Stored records
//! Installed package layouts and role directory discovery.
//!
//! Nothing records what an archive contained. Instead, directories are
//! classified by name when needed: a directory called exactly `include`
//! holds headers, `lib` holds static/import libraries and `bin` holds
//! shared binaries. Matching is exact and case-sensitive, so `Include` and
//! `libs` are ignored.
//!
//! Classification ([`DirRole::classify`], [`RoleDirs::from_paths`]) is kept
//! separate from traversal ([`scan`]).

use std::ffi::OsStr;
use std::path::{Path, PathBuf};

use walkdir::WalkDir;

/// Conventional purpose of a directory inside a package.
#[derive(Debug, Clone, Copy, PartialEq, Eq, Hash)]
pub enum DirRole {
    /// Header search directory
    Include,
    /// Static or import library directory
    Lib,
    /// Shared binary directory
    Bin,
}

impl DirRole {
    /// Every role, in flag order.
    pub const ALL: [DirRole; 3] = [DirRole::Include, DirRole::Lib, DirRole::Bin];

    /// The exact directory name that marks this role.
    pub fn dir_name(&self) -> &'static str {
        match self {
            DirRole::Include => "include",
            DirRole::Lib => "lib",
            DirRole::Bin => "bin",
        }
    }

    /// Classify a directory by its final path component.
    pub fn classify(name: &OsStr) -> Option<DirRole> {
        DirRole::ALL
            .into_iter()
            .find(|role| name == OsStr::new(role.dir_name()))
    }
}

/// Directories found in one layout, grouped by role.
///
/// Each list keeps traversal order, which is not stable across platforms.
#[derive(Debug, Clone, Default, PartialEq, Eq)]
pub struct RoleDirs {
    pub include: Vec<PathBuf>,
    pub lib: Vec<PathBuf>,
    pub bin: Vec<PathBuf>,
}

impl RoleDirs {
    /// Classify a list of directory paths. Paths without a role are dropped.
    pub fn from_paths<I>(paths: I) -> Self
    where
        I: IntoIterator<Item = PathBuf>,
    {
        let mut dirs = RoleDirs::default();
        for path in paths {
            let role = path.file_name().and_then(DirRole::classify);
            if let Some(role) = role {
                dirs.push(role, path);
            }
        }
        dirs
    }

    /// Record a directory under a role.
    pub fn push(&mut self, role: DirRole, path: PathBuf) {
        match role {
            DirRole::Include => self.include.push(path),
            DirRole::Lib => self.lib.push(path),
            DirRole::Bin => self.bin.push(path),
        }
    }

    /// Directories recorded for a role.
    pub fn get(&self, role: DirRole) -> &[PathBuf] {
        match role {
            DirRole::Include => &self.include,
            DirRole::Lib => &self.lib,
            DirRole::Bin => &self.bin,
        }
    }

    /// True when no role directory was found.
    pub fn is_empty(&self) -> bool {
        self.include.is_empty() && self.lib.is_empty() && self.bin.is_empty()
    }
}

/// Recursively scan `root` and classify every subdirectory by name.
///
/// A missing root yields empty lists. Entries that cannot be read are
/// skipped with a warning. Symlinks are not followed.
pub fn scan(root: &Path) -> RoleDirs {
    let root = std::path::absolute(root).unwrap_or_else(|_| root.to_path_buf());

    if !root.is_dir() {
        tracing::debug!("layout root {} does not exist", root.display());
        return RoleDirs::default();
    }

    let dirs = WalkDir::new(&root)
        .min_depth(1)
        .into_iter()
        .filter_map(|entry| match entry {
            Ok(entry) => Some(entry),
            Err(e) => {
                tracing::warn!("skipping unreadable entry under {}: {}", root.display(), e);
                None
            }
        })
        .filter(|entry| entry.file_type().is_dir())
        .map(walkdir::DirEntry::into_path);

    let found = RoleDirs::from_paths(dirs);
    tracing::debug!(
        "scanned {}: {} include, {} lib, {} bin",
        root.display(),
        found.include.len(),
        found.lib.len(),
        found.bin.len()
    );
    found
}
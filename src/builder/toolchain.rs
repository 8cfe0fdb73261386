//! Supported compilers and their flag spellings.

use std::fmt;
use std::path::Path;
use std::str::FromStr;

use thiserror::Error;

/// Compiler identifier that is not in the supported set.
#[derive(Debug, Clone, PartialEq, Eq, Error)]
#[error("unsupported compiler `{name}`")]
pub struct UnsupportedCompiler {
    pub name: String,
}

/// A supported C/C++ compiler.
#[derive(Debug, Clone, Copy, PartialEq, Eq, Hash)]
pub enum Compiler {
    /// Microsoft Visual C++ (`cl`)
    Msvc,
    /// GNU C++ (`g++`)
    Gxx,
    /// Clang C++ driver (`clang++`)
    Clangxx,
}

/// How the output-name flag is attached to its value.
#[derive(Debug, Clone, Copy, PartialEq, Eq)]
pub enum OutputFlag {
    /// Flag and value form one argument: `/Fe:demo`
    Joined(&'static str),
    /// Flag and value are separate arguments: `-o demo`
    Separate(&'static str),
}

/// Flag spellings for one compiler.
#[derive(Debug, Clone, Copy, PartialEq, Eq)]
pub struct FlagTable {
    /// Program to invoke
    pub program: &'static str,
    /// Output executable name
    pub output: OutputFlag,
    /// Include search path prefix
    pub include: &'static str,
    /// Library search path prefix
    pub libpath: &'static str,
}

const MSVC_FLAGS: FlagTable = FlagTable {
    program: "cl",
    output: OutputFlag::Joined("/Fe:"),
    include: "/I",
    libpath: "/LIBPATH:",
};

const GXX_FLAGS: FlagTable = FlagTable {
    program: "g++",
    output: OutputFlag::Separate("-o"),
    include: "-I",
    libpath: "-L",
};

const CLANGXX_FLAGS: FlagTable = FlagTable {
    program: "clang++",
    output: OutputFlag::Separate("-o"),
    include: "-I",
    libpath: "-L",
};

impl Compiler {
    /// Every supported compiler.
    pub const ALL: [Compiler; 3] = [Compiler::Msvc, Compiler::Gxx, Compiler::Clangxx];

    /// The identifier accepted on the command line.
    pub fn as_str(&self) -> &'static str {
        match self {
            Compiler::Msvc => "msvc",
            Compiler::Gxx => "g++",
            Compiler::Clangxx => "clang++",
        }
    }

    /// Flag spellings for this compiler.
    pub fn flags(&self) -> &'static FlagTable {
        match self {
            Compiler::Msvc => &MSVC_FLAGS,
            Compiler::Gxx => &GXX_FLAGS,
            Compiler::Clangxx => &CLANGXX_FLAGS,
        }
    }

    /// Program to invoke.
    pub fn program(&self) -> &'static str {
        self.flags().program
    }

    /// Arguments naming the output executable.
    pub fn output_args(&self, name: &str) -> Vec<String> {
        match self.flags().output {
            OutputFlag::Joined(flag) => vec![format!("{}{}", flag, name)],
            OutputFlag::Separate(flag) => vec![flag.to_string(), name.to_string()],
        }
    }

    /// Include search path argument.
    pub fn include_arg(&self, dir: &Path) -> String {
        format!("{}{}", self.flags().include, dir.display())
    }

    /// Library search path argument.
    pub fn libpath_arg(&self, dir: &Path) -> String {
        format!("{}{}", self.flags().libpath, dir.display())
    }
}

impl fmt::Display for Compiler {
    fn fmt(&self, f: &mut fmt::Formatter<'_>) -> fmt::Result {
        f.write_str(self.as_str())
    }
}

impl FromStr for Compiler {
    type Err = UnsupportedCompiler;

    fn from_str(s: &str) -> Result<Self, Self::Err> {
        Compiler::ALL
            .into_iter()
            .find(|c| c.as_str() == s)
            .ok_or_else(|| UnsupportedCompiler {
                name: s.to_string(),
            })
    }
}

(INSTRUCTIONS TO FOLLOW)
Print out all the entries precisely as written.

(RESULT FOR THIS TASK)
//! Installed package layouts and role directory discovery.
//!
//! Nothing records what an archive contained. Instead, directories are
//! classified by name when needed: a directory called exactly `include`
//! holds headers, `lib` holds static/import libraries and `bin` holds
//! shared binaries. Matching is exact and case-sensitive, so `Include` and
//! `libs` are ignored.
//!
//! Classification ([`DirRole::classify`], [`RoleDirs::from_paths`]) is kept
//! separate from traversal ([`scan`]).

use std::ffi::OsStr;
use std::path::{Path, PathBuf};

use walkdir::WalkDir;

/// Conventional purpose of a directory inside a package.
#[derive(Debug, Clone, Copy, PartialEq, Eq, Hash)]
pub enum DirRole {
    /// Header search directory
    Include,
    /// Static or import library directory
    Lib,
    /// Shared binary directory
    Bin,
}

impl DirRole {
    /// Every role, in flag order.
    pub const ALL: [DirRole; 3] = [DirRole::Include, DirRole::Lib, DirRole::Bin];

    /// The exact directory name that marks this role.
    pub fn dir_name(&self) -> &'static str {
        match self {
            DirRole::Include => "include",
            DirRole::Lib => "lib",
            DirRole::Bin => "bin",
        }
    }

    /// Classify a directory by its final path component.
    pub fn classify(name: &OsStr) -> Option<DirRole> {
        DirRole::ALL
            .into_iter()
            .find(|role| name == OsStr::new(role.dir_name()))
    }
}

/// Directories found in one layout, grouped by role.
///
/// Each list keeps traversal order, which is not stable across platforms.
#[derive(Debug, Clone, Default, PartialEq, Eq)]
pub struct RoleDirs {
    pub include: Vec<PathBuf>,
    pub lib: Vec<PathBuf>,
    pub bin: Vec<PathBuf>,
}

impl RoleDirs {
    /// Classify a list of directory paths. Paths without a role are dropped.
    pub fn from_paths<I>(paths: I) -> Self
    where
        I: IntoIterator<Item = PathBuf>,
    {
        let mut dirs = RoleDirs::default();
        for path in paths {
            let role = path.file_name().and_then(DirRole::classify);
            if let Some(role) = role {
                dirs.push(role, path);
            }
        }
        dirs
    }

    /// Record a directory under a role.
    pub fn push(&mut self, role: DirRole, path: PathBuf) {
        match role {
            DirRole::Include => self.include.push(path),
            DirRole::Lib => self.lib.push(path),
            DirRole::Bin => self.bin.push(path),
        }
    }

    /// Directories recorded for a role.
    pub fn get(&self, role: DirRole) -> &[PathBuf] {
        match role {
            DirRole::Include => &self.include,
            DirRole::Lib => &self.lib,
            DirRole::Bin => &self.bin,
        }
    }

    /// True when no role directory was found.
    pub fn is_empty(&self) -> bool {
        self.include.is_empty() && self.lib.is_empty() && self.bin.is_empty()
    }
}

/// Recursively scan `root` and classify every subdirectory by name.
///
/// A missing root yields empty lists. Entries that cannot be read are
/// skipped with a warning. Symlinks are not followed.
pub fn scan(root: &Path) -> RoleDirs {
    let root = std::path::absolute(root).unwrap_or_else(|_| root.to_path_buf());

    if !root.is_dir() {
        tracing::debug!("layout root {} does not exist", root.display());
        return RoleDirs::default();
    }

    let dirs = WalkDir::new(&root)
        .min_depth(1)
        .into_iter()
        .filter_map(|entry| match entry {
            Ok(entry) => Some(entry),
            Err(e) => {
                tracing::warn!("skipping unreadable entry under {}: {}", root.display(), e);
                None
            }
        })
        .filter(|entry| entry.file_type().is_dir())
        .map(walkdir::DirEntry::into_path);

    let found = RoleDirs::from_paths(dirs);
    tracing::debug!(
        "scanned {}: {} include, {} lib, {} bin",
        root.display(),
        found.include.len(),
        found.lib.len(),
        found.bin.len()
    );
    found
}
filename src/builder/toolchain.rs
repository 8cfe0fdb73261386
//! Supported compilers and their flag spellings.

use std::fmt;
use std::path::Path;
use std::str::FromStr;

use thiserror::Error;

/// Compiler identifier that is not in the supported set.
#[derive(Debug, Clone, PartialEq, Eq, Error)]
#[error("unsupported compiler `{name}`")]
pub struct UnsupportedCompiler {
    pub name: String,
}

/// A supported C/C++ compiler.
#[derive(Debug, Clone, Copy, PartialEq, Eq, Hash)]
pub enum Compiler {
    /// Microsoft Visual C++ (`cl`)
    Msvc,
    /// GNU C++ (`g++`)
    Gxx,
    /// Clang C++ driver (`clang++`)
    Clangxx,
}

/// How the output-name flag is attached to its value.
#[derive(Debug, Clone, Copy, PartialEq, Eq)]
pub enum OutputFlag {
    /// Flag and value form one argument: `/Fe:demo`
    Joined(&'static str),
    /// Flag and value are separate arguments: `-o demo`
    Separate(&'static str),
}

/// Flag spellings for one compiler.
#[derive(Debug, Clone, Copy, PartialEq, Eq)]
pub struct FlagTable {
    /// Program to invoke
    pub program: &'static str,
    /// Output executable name
    pub output: OutputFlag,
    /// Include search path prefix
    pub include: &'static str,
    /// Library search path prefix
    pub libpath: &'static str,
}

const MSVC_FLAGS: FlagTable = FlagTable {
    program: "cl",
    output: OutputFlag::Joined("/Fe:"),
    include: "/I",
    libpath: "/LIBPATH:",
};

const GXX_FLAGS: FlagTable = FlagTable {
    program: "g++",
    output: OutputFlag::Separate("-o"),
    include: "-I",
    libpath: "-L",
};

const CLANGXX_FLAGS: FlagTable = FlagTable {
    program: "clang++",
    output: OutputFlag::Separate("-o"),
    include: "-I",
    libpath: "-L",
};

impl Compiler {
    /// Every supported compiler.
    pub const ALL: [Compiler; 3] = [Compiler::Msvc, Compiler::Gxx, Compiler::Clangxx];

    /// The identifier accepted on the command line.
    pub fn as_str(&self) -> &'static str {
        match self {
            Compiler::Msvc => "msvc",
            Compiler::Gxx => "g++",
            Compiler::Clangxx => "clang++",
        }
    }

    /// Flag spellings for this compiler.
    pub fn flags(&self) -> &'static FlagTable {
        match self {
            Compiler::Msvc => &MSVC_FLAGS,
            Compiler::Gxx => &GXX_FLAGS,
            Compiler::Clangxx => &CLANGXX_FLAGS,
        }
    }

    /// Program to invoke.
    pub fn program(&self) -> &'static str {
        self.flags().program
    }

    /// Arguments naming the output executable.
    pub fn output_args(&self, name: &str) -> Vec<String> {
        match self.flags().output {
            OutputFlag::Joined(flag) => vec![format!("{}{}", flag, name)],
            OutputFlag::Separate(flag) => vec![flag.to_string(), name.to_string()],
        }
    }

    /// Include search path argument.
    pub fn include_arg(&self, dir: &Path) -> String {
        format!("{}{}", self.flags().include, dir.display())
    }

    /// Library search path argument.
    pub fn libpath_arg(&self, dir: &Path) -> String {
        format!("{}{}", self.flags().libpath, dir.display())
    }
}

impl fmt::Display for Compiler {
    fn fmt(&self, f: &mut fmt::Formatter<'_>) -> fmt::Result {
        f.write_str(self.as_str())
    }
}

impl FromStr for Compiler {
    type Err = UnsupportedCompiler;

    fn from_str(s: &str) -> Result<Self, Self::Err> {
        Compiler::ALL
            .into_iter()
            .find(|c| c.as_str() == s)
            .ok_or_else(|| UnsupportedCompiler {
                name: s.to_string(),
            })
    }
}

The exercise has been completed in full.